The course has the goal to provide students with the instruments to analyse case studies in economic and market analysis fields from an applied perspective. At the end of the course the student will be able to quantitatively analyse business and economic data, to select the best suited statistical methodology for the problem at hand, to implement the select methodology using the SAS software, to critically interpret empirical results.

Course contents

  • Primary and secondary data on consumer research.
  • Data quality and pre-processing.
  • “Big data”:a new data quality framework.
  • Data visualization and data description.
  • Transactions data and the RFM metric.
  • The behavioral segmentation: case studies.
  • The use of qualitative data for customer profiling: the correspondence analysis.

Readings/Bibliography

  • Tufféry, S. (2011) Data Mining and Statistics for Decision Making. John Wiley & Sons, Ltd. (Cap. 3, 4, 7.3, 7.4, 9).  . Note. It is available also the ebook version.
  • Bolasco, S. (Ed. 1999) “Analisi Multidimensionale dei dati”, Carocci (cap. 5, 6.4)
  • Mazzocchi, M. (2008). Statistics for marketing and consumer research. Sage (Cap. 1-4).(Reccomended). Note. It is available also the ebook version.
  • Lecture notes.

Teaching methods

  • Lectures involve the presentation of theoretical and practical issues. After each theoretical session a practical tutorial in the laboratory is devoted to applications on real case studies using the SAS software.
  • Students are invited to solve and discuss case studies. Home assignments will serve to reinforce class concepts and get familiarity with data analysis and interpretation in a business setting. Home assignments will be ungraded. However, solutions (or simply a feedback) will be provided for self-assessment.

Assessment methods

Students have to pass a written qualifying exam.

The written exam has the following objectives:

  • to verify the theoretical knowledge of methods presented during the lessons
  • to verify the ability of applying methods to empirical case studies through the help of SAS software
  • to verify the ability to interpret obtained results

Attending and non attending students will have a written examination consisting in 2 open questions on theory (1/3 of grade) and a practical section requiring the production and/or the interpretation of statistical outputs (2/3 of grade). The open questions aim at testing the student's knowledge of the theoretical topics.
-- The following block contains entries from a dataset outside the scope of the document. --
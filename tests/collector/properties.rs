//! Property Tests
//!
//! proptest checks of the overview and trace lookup contract over random
//! record sets and filters.

use crate::*;
use invoscope::prelude::*;
use proptest::prelude::*;

#[derive(Debug, Clone)]
struct RecordShape {
    platform_id: u64,
    method_id: u64,
    ms: i64,
    duration: f64,
    application_id: u64,
    business_transaction_id: u64,
    trace_id: u64,
}

fn shape_strategy() -> impl Strategy<Value = RecordShape> {
    (1u64..4, 1u64..5, 0i64..50, 0u32..20, 0u64..3, 0u64..3, 0u64..4).prop_map(
        |(platform_id, method_id, ms, duration, application_id, business_transaction_id, trace_id)| {
            RecordShape {
                platform_id,
                method_id,
                ms,
                duration: f64::from(duration),
                application_id,
                business_transaction_id,
                trace_id,
            }
        },
    )
}

fn filter_strategy() -> impl Strategy<Value = OverviewFilter> {
    (
        0u64..4,
        proptest::option::of(1u64..5),
        proptest::option::of(0i64..50),
        proptest::option::of(0i64..50),
        0u64..3,
        0u64..3,
    )
        .prop_map(|(platform_id, method_id, from, to, app, bt)| {
            // Inverted ranges are rejected before scanning
            let (from, to) = match (from, to) {
                (Some(a), Some(b)) if a > b => (Some(b), Some(a)),
                other => other,
            };
            let mut filter = OverviewFilter::platform(platform_id)
                .between(from.map(Timestamp::from_millis), to.map(Timestamp::from_millis))
                .business_context(app, bt);
            filter.method_id = method_id;
            filter
        })
}

fn populate(collector: &Collector, shapes: &[RecordShape]) {
    for s in shapes {
        collector.insert(
            InvocationSequence::new(s.platform_id, s.method_id, 1, ts(s.ms))
                .with_duration(s.duration)
                .with_business_context(s.application_id, s.business_transaction_id)
                .with_trace_id(s.trace_id),
        );
    }
}

proptest! {
    #![proptest_config(ProptestConfig::with_cases(64))]

    #[test]
    fn prop_results_satisfy_filter_and_limit(
        shapes in proptest::collection::vec(shape_strategy(), 0..60),
        filter in filter_strategy(),
        limit in 0usize..30,
    ) {
        let collector = create_collector();
        populate(&collector, &shapes);

        let rows = collector.overview(&filter, Some(limit), None).unwrap();
        prop_assert!(rows.len() <= limit);

        for row in &rows {
            let stored = collector.buffer().get(row.id).unwrap();
            prop_assert!(filter.matches(&stored));
        }

        let expected = shapes
            .iter()
            .enumerate()
            .filter(|(i, _)| {
                let stored = collector.buffer().get(*i as u64 + 1).unwrap();
                filter.matches(&stored)
            })
            .count();
        prop_assert_eq!(rows.len(), expected.min(limit));
    }

    #[test]
    fn prop_results_totally_ordered(
        shapes in proptest::collection::vec(shape_strategy(), 0..60),
        descending in any::<bool>(),
    ) {
        let collector = create_collector();
        populate(&collector, &shapes);

        let direction = if descending { SortDirection::Descending } else { SortDirection::Ascending };
        let comparator = collector.comparator(fields::DURATION, direction).unwrap();
        let rows = collector
            .overview(&OverviewFilter::any(), Some(1_000), Some(&comparator))
            .unwrap();
        prop_assert_eq!(rows.len(), shapes.len());

        for pair in rows.windows(2) {
            let (a, b) = (&pair[0], &pair[1]);
            let ka = a.timer_data.as_ref().and_then(TimerData::duration).unwrap_or(a.duration);
            let kb = b.timer_data.as_ref().and_then(TimerData::duration).unwrap_or(b.duration);
            if ka == kb {
                prop_assert!(a.id < b.id);
            } else if descending {
                prop_assert!(ka > kb);
            } else {
                prop_assert!(ka < kb);
            }
        }
    }

    #[test]
    fn prop_detail_by_trace_is_exact(
        shapes in proptest::collection::vec(shape_strategy(), 0..60),
        trace_id in 0u64..4,
    ) {
        let collector = create_collector();
        populate(&collector, &shapes);

        let found: Vec<u64> = collector
            .detail_by_trace(trace_id)
            .unwrap()
            .iter()
            .map(|r| r.id)
            .collect();
        let expected: Vec<u64> = shapes
            .iter()
            .enumerate()
            .filter(|(_, s)| s.trace_id == trace_id)
            .map(|(i, _)| i as u64 + 1)
            .collect();
        prop_assert_eq!(found, expected);
    }
}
The practical section is targeted at testing the ability of producing and interpreting statistical outputs, and their translation into applied conclusions. Typical exam questions will be made available during the course. All the students are given to perform tasks of the same difficulty in the same time. It is a 75 minutes written exam with 2 open questions on theory and 2/3 practical exercises using the SAS software.  The exam is "closed-book". Students are not allowed to consult references and theoretical information sources while performing the task.

Points awarded for correct answers to each question will be available in the exam outline. The maximum score awarded for all correct answers is 5.

The assessment of the  final qualifying exam will be based on the following grid:

<3.5 failed

>=3.5 pass

The evaluation in AlmaEsami will be only pass/fail.

Check the virtual space for further details.

Teaching tools

The UNIBO e-learning platform (VIRTUALE) will be used to share teaching materials and to assign periodical home assignments to students. The teaching material includes:

  • Lecture notes summarising theoretical topics explained in class
  • Open data and lecture notes to follow the practical sessions
  • Miscellanea: exercises, solutions to assignments, sample exams, follow-up materials

Software SAS 9.4 and SAS on Demand for Academics.

Office hours

See the website of Ida D'Attoma

SDGs

Quality education Decent work and economic growth Reduced inequalities

This teaching activity contributes to the achievement of the Sustainable Development Goals of the UN 2030 Agenda.